Problem to solve: Using the entries below, write out the line with "#[derive(Parser)]", the line with "assert_eq!(parsed.rest_threshold, defaults.rest_threshold);", and every line in between, exactly as each is written.

Data under study:
+===+

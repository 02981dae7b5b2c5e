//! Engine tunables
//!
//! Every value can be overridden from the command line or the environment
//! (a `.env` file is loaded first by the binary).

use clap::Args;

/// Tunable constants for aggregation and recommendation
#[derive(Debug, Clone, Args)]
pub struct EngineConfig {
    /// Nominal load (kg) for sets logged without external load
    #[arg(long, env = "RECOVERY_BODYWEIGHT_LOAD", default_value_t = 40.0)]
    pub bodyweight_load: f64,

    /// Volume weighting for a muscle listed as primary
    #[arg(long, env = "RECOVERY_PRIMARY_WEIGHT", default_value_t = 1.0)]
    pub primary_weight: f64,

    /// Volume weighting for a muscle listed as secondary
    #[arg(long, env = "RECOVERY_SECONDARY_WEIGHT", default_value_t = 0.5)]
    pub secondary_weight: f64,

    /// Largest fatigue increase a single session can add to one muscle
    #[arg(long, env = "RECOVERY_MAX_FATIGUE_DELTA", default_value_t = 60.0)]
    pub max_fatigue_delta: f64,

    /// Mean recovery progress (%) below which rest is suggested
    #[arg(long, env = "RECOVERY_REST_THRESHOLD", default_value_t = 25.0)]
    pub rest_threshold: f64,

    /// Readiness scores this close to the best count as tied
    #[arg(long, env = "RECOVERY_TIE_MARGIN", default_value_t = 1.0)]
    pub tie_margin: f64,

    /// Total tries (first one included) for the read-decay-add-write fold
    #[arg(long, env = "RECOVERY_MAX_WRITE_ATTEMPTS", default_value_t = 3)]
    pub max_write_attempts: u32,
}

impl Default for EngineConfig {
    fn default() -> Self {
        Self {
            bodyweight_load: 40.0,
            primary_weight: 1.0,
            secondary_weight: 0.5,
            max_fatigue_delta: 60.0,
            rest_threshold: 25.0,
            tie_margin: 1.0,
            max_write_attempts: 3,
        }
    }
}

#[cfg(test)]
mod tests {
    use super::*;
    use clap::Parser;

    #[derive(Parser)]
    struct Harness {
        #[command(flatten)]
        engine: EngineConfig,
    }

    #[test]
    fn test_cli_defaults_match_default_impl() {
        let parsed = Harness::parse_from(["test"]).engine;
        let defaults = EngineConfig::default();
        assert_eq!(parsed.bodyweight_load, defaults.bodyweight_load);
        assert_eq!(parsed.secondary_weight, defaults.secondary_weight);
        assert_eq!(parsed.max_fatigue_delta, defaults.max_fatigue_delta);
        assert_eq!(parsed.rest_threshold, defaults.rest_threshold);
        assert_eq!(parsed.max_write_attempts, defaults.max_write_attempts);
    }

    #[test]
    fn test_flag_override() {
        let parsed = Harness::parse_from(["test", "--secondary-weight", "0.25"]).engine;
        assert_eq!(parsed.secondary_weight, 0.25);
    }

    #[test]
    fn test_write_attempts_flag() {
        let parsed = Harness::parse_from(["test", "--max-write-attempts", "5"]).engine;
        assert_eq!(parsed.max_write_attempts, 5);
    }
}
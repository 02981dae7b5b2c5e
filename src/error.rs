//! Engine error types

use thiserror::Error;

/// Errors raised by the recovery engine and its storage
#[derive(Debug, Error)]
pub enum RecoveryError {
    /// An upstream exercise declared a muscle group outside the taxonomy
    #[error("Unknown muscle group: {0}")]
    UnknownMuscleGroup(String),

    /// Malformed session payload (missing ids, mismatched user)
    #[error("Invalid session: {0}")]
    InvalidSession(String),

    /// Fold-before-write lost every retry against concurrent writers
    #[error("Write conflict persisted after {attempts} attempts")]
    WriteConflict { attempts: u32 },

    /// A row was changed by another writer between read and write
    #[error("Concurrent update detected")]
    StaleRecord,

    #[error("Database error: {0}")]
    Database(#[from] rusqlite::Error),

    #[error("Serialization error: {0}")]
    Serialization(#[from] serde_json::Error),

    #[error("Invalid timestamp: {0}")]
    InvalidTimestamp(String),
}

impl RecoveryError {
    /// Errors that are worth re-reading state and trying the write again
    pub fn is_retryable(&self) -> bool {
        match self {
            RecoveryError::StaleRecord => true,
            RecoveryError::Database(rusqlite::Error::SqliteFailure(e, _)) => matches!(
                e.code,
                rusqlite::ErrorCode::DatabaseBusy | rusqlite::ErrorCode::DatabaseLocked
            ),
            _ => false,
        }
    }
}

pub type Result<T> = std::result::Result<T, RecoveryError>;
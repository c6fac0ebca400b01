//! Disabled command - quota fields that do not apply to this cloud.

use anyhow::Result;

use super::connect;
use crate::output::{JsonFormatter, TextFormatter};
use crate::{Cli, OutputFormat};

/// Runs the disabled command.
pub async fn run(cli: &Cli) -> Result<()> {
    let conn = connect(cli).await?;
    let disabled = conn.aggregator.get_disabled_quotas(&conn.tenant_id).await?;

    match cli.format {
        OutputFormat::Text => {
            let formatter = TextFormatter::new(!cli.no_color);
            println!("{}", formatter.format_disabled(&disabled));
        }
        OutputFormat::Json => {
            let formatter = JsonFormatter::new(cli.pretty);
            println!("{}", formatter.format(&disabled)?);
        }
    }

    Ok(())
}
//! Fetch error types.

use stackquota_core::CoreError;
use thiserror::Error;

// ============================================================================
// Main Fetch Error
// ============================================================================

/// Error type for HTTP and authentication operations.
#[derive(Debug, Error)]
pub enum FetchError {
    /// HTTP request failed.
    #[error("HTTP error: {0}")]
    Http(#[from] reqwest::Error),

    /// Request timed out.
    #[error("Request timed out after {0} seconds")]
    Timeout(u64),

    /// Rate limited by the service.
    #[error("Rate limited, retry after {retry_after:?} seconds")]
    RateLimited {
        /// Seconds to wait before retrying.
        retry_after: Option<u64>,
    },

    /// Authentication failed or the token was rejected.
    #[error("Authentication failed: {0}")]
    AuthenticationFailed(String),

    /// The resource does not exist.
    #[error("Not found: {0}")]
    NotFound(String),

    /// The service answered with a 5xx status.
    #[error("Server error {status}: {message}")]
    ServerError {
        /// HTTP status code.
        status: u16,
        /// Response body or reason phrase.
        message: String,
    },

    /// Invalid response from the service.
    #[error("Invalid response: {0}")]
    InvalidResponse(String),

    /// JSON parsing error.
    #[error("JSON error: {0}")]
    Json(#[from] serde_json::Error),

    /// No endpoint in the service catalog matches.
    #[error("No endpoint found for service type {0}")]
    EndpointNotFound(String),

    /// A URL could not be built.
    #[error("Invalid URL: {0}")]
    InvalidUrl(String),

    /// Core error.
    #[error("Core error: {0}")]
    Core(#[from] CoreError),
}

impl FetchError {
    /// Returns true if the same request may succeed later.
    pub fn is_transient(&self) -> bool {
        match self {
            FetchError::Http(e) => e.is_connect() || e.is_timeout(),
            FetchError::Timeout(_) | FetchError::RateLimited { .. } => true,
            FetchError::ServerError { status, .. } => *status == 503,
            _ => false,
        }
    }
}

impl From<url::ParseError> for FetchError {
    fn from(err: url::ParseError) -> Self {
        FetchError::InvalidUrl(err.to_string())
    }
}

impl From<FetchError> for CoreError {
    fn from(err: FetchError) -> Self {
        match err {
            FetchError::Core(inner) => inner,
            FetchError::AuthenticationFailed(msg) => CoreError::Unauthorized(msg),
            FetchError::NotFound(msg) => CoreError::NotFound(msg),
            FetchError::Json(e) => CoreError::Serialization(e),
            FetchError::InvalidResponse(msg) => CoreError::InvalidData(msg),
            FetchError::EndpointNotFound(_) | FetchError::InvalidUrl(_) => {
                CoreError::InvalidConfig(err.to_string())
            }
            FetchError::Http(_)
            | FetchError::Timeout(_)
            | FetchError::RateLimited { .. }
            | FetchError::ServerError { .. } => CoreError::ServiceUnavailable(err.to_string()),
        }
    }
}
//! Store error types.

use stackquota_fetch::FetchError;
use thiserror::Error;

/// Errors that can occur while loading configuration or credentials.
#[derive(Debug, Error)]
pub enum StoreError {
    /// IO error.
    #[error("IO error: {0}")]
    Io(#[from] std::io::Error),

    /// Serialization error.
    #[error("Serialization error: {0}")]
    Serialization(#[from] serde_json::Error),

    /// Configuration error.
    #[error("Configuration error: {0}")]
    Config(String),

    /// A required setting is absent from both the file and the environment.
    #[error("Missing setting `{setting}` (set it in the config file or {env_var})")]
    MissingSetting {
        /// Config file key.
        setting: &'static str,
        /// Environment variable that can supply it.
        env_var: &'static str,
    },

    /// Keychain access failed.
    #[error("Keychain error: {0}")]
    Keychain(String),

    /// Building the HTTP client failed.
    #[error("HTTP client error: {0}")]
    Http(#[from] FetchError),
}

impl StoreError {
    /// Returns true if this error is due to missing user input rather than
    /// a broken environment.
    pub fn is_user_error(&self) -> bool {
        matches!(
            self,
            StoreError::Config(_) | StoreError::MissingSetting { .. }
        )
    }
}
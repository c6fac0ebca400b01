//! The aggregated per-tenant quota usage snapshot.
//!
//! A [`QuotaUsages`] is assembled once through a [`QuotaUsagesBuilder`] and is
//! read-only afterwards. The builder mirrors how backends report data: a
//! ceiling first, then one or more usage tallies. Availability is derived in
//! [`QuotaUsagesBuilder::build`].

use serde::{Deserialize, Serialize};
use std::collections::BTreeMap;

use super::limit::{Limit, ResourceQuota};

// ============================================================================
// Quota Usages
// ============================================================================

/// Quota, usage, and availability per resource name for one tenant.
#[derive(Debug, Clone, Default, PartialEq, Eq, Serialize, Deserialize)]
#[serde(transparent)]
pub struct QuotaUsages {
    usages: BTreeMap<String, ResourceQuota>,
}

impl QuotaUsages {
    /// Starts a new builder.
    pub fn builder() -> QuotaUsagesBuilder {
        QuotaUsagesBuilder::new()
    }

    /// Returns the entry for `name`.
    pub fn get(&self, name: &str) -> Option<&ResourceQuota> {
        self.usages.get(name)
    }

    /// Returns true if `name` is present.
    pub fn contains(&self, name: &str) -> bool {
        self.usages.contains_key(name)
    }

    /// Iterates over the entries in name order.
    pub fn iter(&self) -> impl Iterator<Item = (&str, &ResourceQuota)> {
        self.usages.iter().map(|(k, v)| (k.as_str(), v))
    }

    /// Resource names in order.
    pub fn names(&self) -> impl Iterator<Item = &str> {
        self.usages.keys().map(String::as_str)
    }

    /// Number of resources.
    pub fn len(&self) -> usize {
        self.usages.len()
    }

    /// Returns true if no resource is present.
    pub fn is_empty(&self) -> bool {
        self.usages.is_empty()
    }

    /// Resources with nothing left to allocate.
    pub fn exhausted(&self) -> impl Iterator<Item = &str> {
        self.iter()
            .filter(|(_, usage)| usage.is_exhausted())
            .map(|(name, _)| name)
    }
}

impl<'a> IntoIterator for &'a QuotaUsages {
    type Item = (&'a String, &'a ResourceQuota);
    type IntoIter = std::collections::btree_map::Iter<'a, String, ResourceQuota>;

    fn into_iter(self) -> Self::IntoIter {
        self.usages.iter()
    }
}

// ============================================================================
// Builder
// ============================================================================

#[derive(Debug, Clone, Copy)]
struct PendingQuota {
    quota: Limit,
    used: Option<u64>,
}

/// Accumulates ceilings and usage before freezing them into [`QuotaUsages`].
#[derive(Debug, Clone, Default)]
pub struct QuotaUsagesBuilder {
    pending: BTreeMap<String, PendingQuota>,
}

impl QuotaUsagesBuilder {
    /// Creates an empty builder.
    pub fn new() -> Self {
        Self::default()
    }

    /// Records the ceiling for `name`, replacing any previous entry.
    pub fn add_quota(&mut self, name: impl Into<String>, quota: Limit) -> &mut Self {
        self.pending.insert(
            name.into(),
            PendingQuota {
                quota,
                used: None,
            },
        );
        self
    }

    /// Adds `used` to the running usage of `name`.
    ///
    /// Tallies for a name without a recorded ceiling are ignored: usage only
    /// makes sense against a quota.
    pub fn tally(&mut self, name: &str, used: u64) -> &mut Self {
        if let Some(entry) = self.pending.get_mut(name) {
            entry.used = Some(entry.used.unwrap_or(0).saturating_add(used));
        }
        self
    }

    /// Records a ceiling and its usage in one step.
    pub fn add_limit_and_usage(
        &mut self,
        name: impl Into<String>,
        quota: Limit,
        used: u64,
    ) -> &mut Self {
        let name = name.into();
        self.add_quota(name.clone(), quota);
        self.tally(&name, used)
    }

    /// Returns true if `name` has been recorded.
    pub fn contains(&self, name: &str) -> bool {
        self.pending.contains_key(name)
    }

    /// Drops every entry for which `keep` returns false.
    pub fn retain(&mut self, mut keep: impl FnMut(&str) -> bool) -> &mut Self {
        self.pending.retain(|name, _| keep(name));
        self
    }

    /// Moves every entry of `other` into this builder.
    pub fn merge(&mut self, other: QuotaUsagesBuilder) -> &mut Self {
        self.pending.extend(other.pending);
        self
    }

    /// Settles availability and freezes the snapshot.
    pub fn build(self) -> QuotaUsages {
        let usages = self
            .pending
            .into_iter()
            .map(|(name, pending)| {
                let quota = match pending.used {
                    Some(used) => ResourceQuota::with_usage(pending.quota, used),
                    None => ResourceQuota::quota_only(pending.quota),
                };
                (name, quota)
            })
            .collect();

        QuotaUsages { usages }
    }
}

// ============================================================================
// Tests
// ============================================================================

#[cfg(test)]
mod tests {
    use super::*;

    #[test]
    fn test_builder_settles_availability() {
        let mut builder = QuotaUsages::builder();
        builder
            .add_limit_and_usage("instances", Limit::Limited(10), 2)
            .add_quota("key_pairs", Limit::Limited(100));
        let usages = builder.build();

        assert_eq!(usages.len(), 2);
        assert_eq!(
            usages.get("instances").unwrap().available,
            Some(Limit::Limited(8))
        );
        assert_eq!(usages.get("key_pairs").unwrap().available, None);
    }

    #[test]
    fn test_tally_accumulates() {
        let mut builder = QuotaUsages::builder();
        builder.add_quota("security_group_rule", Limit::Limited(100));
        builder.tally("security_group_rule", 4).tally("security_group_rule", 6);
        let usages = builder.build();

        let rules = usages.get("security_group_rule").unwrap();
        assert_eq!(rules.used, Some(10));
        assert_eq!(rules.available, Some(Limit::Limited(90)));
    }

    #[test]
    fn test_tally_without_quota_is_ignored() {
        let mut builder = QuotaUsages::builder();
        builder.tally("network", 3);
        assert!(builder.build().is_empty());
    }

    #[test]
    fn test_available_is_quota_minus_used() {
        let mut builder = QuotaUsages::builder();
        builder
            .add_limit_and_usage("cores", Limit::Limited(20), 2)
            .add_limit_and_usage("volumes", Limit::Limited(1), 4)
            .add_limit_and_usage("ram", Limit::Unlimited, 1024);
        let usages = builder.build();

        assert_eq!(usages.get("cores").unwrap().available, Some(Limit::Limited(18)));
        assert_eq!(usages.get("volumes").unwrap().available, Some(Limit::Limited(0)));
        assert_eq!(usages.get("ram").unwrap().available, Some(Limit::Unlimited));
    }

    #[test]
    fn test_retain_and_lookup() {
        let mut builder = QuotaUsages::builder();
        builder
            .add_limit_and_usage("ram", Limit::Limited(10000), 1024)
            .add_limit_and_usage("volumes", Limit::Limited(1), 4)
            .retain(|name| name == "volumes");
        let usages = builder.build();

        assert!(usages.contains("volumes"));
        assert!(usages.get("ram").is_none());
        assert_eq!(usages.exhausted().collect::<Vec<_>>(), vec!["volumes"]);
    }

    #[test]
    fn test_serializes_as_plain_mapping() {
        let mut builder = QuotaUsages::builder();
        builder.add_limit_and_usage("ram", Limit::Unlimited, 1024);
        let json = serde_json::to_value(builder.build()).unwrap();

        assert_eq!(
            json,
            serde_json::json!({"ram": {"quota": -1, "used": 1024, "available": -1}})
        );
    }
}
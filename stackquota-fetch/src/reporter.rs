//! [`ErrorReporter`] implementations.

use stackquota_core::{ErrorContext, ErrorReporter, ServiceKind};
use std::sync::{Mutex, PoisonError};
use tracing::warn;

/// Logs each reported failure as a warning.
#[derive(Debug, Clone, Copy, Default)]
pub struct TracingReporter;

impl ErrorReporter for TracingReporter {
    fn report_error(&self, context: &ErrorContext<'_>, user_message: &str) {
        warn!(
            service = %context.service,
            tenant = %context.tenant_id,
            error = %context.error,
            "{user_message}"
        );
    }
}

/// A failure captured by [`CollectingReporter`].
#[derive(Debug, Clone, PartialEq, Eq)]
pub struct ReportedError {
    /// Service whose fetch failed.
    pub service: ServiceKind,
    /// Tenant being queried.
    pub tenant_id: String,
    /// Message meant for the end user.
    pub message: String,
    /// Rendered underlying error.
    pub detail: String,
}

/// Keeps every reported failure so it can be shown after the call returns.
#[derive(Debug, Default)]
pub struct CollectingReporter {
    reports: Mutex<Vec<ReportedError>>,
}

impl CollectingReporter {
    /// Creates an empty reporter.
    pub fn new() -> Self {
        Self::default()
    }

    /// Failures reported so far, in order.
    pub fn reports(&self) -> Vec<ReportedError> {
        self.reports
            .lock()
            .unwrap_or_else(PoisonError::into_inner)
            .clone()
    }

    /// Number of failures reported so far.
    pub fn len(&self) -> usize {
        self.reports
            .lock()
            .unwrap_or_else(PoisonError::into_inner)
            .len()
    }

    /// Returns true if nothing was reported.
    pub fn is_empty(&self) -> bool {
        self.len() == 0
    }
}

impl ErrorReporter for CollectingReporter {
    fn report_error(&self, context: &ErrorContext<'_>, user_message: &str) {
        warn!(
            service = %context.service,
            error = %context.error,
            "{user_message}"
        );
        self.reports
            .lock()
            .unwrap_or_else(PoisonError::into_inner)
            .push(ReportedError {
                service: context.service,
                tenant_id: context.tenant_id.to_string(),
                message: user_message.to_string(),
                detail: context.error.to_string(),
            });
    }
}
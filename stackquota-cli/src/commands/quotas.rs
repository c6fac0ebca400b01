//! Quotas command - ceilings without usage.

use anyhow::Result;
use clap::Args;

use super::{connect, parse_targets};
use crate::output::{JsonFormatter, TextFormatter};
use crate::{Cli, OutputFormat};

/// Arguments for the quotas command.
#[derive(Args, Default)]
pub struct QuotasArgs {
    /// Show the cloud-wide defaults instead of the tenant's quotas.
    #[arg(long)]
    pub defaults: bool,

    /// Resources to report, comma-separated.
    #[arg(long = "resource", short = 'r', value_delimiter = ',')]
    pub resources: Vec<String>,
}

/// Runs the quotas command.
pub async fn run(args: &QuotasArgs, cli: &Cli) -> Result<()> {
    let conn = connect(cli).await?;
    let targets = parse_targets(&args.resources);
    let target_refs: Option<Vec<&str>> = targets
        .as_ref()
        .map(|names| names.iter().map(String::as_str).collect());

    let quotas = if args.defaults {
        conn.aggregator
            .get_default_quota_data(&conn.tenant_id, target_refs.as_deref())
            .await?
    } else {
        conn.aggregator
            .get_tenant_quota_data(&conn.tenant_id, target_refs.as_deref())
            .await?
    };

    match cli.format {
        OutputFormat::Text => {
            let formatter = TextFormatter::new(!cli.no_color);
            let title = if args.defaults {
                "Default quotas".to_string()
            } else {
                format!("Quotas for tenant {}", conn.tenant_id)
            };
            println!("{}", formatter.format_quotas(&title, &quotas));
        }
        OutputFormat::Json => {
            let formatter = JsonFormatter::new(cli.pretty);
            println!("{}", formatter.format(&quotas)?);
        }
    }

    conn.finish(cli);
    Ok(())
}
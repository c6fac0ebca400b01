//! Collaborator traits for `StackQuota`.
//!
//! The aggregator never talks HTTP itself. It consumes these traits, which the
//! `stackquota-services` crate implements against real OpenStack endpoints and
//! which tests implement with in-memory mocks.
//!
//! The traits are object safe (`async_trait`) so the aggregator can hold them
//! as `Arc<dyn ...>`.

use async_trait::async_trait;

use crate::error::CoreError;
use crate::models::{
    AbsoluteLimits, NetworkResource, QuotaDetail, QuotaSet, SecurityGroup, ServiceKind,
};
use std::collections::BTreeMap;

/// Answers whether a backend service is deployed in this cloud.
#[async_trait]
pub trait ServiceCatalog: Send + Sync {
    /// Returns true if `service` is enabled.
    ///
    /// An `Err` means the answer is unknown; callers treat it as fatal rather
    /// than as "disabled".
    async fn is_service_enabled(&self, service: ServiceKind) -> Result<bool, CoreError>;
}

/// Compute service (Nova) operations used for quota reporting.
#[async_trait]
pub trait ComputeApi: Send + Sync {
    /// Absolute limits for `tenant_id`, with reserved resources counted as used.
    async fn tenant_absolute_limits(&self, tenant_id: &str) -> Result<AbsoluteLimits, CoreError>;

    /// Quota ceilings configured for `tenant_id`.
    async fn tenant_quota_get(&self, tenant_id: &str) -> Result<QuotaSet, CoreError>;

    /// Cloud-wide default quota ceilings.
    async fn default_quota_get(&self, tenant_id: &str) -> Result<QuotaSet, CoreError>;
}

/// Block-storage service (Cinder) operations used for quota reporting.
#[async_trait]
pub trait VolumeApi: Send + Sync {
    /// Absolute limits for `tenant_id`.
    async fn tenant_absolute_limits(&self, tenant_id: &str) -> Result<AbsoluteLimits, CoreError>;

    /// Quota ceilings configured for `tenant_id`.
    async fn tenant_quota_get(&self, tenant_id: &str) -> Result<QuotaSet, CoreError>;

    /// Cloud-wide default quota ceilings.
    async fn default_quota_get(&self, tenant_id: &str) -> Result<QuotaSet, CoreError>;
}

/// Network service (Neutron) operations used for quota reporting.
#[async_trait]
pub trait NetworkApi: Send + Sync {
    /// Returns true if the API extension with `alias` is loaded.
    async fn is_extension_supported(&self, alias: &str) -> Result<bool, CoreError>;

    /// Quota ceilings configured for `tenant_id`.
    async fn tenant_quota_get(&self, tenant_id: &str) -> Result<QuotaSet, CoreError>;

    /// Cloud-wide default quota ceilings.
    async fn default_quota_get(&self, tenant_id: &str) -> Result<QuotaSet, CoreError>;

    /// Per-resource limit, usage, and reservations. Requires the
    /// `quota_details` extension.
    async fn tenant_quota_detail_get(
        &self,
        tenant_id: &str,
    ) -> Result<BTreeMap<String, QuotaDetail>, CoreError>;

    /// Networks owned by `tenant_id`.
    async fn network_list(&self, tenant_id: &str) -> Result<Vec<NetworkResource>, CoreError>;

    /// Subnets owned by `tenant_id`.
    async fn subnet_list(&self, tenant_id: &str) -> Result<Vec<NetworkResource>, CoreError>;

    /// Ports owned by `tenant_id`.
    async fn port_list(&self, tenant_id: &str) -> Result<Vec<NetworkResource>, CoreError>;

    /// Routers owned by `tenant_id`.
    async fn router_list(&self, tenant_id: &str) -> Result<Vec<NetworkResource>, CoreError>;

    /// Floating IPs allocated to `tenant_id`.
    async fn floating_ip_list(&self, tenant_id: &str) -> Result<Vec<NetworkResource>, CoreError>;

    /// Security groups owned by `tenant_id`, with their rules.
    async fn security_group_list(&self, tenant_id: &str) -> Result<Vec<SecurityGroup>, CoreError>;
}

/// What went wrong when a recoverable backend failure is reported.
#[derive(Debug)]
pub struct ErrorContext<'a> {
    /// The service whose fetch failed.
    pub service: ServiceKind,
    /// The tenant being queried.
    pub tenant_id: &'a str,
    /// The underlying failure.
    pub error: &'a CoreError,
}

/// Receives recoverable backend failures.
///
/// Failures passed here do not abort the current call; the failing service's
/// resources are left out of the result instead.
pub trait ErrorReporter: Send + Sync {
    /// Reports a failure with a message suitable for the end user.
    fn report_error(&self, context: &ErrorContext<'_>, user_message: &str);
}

+===+

Exercise response:
    #[derive(Parser)]
    struct Harness {
        #[command(flatten)]
        engine: EngineConfig,
    }

    #[test]
    fn test_cli_defaults_match_default_impl() {
        let parsed = Harness::parse_from(["test"]).engine;
        let defaults = EngineConfig::default();
        assert_eq!(parsed.bodyweight_load, defaults.bodyweight_load);
        assert_eq!(parsed.secondary_weight, defaults.secondary_weight);
        assert_eq!(parsed.max_fatigue_delta, defaults.max_fatigue_delta);
        assert_eq!(parsed.rest_threshold, defaults.rest_threshold);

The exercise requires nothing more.